Why do we even need something like OAuth? Well if you are, like me, a user of the something like Live services, but you would love to be able to import all your contacts from a social network like LinkedIn. You have a couple of options, hope that LinkedIn allows you to export the contacts in some common format (csv, xls, etc) and also hope that Windows Live offers a compatible import solution … or … you need an Open secure API which both services can comprehend, vis-a-vis OAuth (I will not go into the details of the OAuth pattern, except to say that it overcomes the need to send user id and password with every request sent to a third party, like BasicAuth).
In short when a site is responsible enough to employ the OAuth open protocol you can gain access to secure areas (contacts, photos, etc) of other sites without spreading your password everywhere. A good example of this pattern can be seen at work in the Windows Live Services. I go through the steps of selecting the import process from LinkedIn, as shown below.
This is the really important part here! After clicking next I am redirected to the LinkedIn web site for authorization. What you should not be doing at this point is adding your LinkedIn credentials into the Windows Live site. This is always a bad idea! To be clear I trust both LinkedIn and Windows Live, I just do not believe they need the keys to each others houses.
Any system that teaches users that it is ok to put passwords from one site into another is really doing us all a disservice, this password Anti Pattern teaches people that it is ok to give away your password.
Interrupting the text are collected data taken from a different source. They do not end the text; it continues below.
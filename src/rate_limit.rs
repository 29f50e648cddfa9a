#![forbid(unsafe_code)]

// Per-connection command limiter over a rolling window

use std::collections::VecDeque;
use std::time::Duration;
use tokio::time::Instant;

/// Default: 10 commands per rolling second.
pub const DEFAULT_MAX_COMMANDS: u32 = 10;
pub const DEFAULT_WINDOW: Duration = Duration::from_secs(1);

/// Admits at most `max` commands within any `window`-long span.
/// Rejected commands are not recorded, so a flood does not extend its own penalty.
#[derive(Debug)]
pub struct RateLimiter {
    max: u32,
    window: Duration,
    accepted: VecDeque<Instant>,
}

impl RateLimiter {
    pub fn new(max: u32, window: Duration) -> Self {
        Self {
            max: max.max(1),
            window,
            accepted: VecDeque::with_capacity(max as usize),
        }
    }

    pub fn max(&self) -> u32 {
        self.max
    }

    pub fn check(&mut self) -> bool {
        self.check_at(Instant::now())
    }

    pub fn check_at(&mut self, now: Instant) -> bool {
        while let Some(&oldest) = self.accepted.front() {
            if now.duration_since(oldest) >= self.window {
                self.accepted.pop_front();
            } else {
                break;
            }
        }

        if self.accepted.len() < self.max as usize {
            self.accepted.push_back(now);
            true
        } else {
            false
        }
    }
}

impl Default for RateLimiter {
    fn default() -> Self {
        Self::new(DEFAULT_MAX_COMMANDS, DEFAULT_WINDOW)
    }
}

#[cfg(test)]
mod tests {
    use super::*;

    #[test]
    fn test_admits_up_to_limit() {
        let mut limiter = RateLimiter::default();
        let t0 = Instant::now();
        for i in 0..10 {
            assert!(limiter.check_at(t0 + Duration::from_millis(i * 10)), "command {i}");
        }
        assert!(!limiter.check_at(t0 + Duration::from_millis(500)));
    }

    #[test]
    fn test_window_rolls() {
        let mut limiter = RateLimiter::new(2, Duration::from_secs(1));
        let t0 = Instant::now();
        assert!(limiter.check_at(t0));
        assert!(limiter.check_at(t0 + Duration::from_millis(600)));
        assert!(!limiter.check_at(t0 + Duration::from_millis(900)));
        // First one ages out at t0 + 1s
        assert!(limiter.check_at(t0 + Duration::from_millis(1_000)));
        assert!(!limiter.check_at(t0 + Duration::from_millis(1_500)));
        assert!(limiter.check_at(t0 + Duration::from_millis(1_600)));
    }

    #[test]
    fn test_rejections_are_not_recorded() {
        let mut limiter = RateLimiter::new(1, Duration::from_secs(1));
        let t0 = Instant::now();
        assert!(limiter.check_at(t0));
        for i in 1..20 {
            assert!(!limiter.check_at(t0 + Duration::from_millis(i * 40)));
        }
        assert!(limiter.check_at(t0 + Duration::from_millis(1_000)));
    }
}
This bad habit ensures that people will be more likely to be caught in Phishing scams the world wide web over. Many social networks have spread like this and LinkedIn is as guilty as any of them.
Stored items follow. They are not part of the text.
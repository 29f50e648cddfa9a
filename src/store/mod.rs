#![forbid(unsafe_code)]

// Key-value persistence for room snapshots

pub mod memory;
pub mod postgres;

pub use memory::MemoryStore;
pub use postgres::PgStore;

use crate::playback::{MediaInfo, PlaybackState};
use crate::room::settings::RoomSettings;
use crate::signaling::protocol::ParticipantInfo;
use async_trait::async_trait;
use serde::{Deserialize, Serialize};
use std::collections::HashMap;
use std::sync::Arc;
use std::time::Duration;
use thiserror::Error;

pub const ROOM_KEY_PREFIX: &str = "syncwatch:room:";
pub const DEFAULT_ROOM_TTL: Duration = Duration::from_secs(24 * 60 * 60);

#[derive(Error, Debug)]
pub enum StoreError {
    #[error("database error: {0}")]
    Database(#[from] sqlx::Error),

    #[error("serialization error: {0}")]
    Serialization(#[from] serde_json::Error),
}

pub type StoreResult<T> = Result<T, StoreError>;

/// Minimal key-value contract the room persistence layer needs.
#[async_trait]
pub trait KeyValueStore: Send + Sync {
    async fn get(&self, key: &str) -> StoreResult<Option<String>>;

    /// Writes `value` and (re)starts its time-to-live.
    async fn set_ex(&self, key: &str, value: String, ttl: Duration) -> StoreResult<()>;

    async fn delete(&self, key: &str) -> StoreResult<()>;

    /// Live keys starting with `prefix`.
    async fn list(&self, prefix: &str) -> StoreResult<Vec<String>>;

    /// Refreshes the TTL. Returns `false` if the key does not exist.
    async fn expire(&self, key: &str, ttl: Duration) -> StoreResult<bool>;

    async fn is_available(&self) -> bool;
}

/// Persisted form of a room. Connection handles are never part of it.
#[derive(Debug, Clone, PartialEq, Serialize, Deserialize)]
#[serde(rename_all = "camelCase")]
pub struct RoomSnapshot {
    pub id: String,
    pub created_at: i64,
    pub host_id: String,
    #[serde(default)]
    pub media: Option<MediaInfo>,
    pub playback_state: PlaybackState,
    pub participants: HashMap<String, ParticipantInfo>,
    pub settings: RoomSettings,
}

/// Room snapshots under `syncwatch:room:<id>` with a rolling TTL.
#[derive(Clone)]
pub struct RoomStore {
    backend: Arc<dyn KeyValueStore>,
    ttl: Duration,
}

impl RoomStore {
    pub fn new(backend: Arc<dyn KeyValueStore>, ttl: Duration) -> Self {
        Self { backend, ttl }
    }

    fn key(room_id: &str) -> String {
        format!("{ROOM_KEY_PREFIX}{room_id}")
    }

    /// Writes the snapshot; every save restarts the TTL.
    pub async fn save(&self, snapshot: &RoomSnapshot) -> StoreResult<()> {
        let value = serde_json::to_string(snapshot)?;
        self.backend.set_ex(&Self::key(&snapshot.id), value, self.ttl).await
    }

    pub async fn load(&self, room_id: &str) -> StoreResult<Option<RoomSnapshot>> {
        match self.backend.get(&Self::key(room_id)).await? {
            Some(raw) => Ok(Some(serde_json::from_str(&raw)?)),
            None => Ok(None),
        }
    }

    pub async fn remove(&self, room_id: &str) -> StoreResult<()> {
        self.backend.delete(&Self::key(room_id)).await
    }

    pub async fn touch(&self, room_id: &str) -> StoreResult<bool> {
        self.backend.expire(&Self::key(room_id), self.ttl).await
    }

    /// Ids of all persisted rooms.
    pub async fn room_ids(&self) -> StoreResult<Vec<String>> {
        let keys = self.backend.list(ROOM_KEY_PREFIX).await?;
        Ok(keys
            .into_iter()
            .filter_map(|k| k.strip_prefix(ROOM_KEY_PREFIX).map(str::to_string))
            .collect())
    }

    pub async fn is_available(&self) -> bool {
        self.backend.is_available().await
    }
}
For me the design of this LinkedIn import page is really problematic. While it appears to redirect authentication for Windows Live and Yahoo, for Gmail, AOL and the Others options it relies on you putting user names and passwords directly into the LinkedIn site.
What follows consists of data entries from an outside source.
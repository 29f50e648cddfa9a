#![forbid(unsafe_code)]

// SyncWatch library - shared-room playback synchronization server and client engine

pub mod auth;
pub mod client;
pub mod config;
pub mod db;
pub mod error;
pub mod metrics;
pub mod playback;
pub mod rate_limit;
pub mod room;
pub mod schedule;
pub mod signaling;
pub mod store;
pub mod time;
I am sure that LinkedIn is being above board and responsible with my information (am I) but this pattern is doing the overall security of the web no good. They are teaching a whole generation of Social network users that this type of password sharing is ok.
What is more confusing is that AOL and Gmail appear to have OAuth implementations (AOL OpenAuth, Google AuthSub) yet LinkedIn seems to disregard this and teach bad habits to its users.
Hopefully in a future post I will go through some code that complies with the OAuth pattern.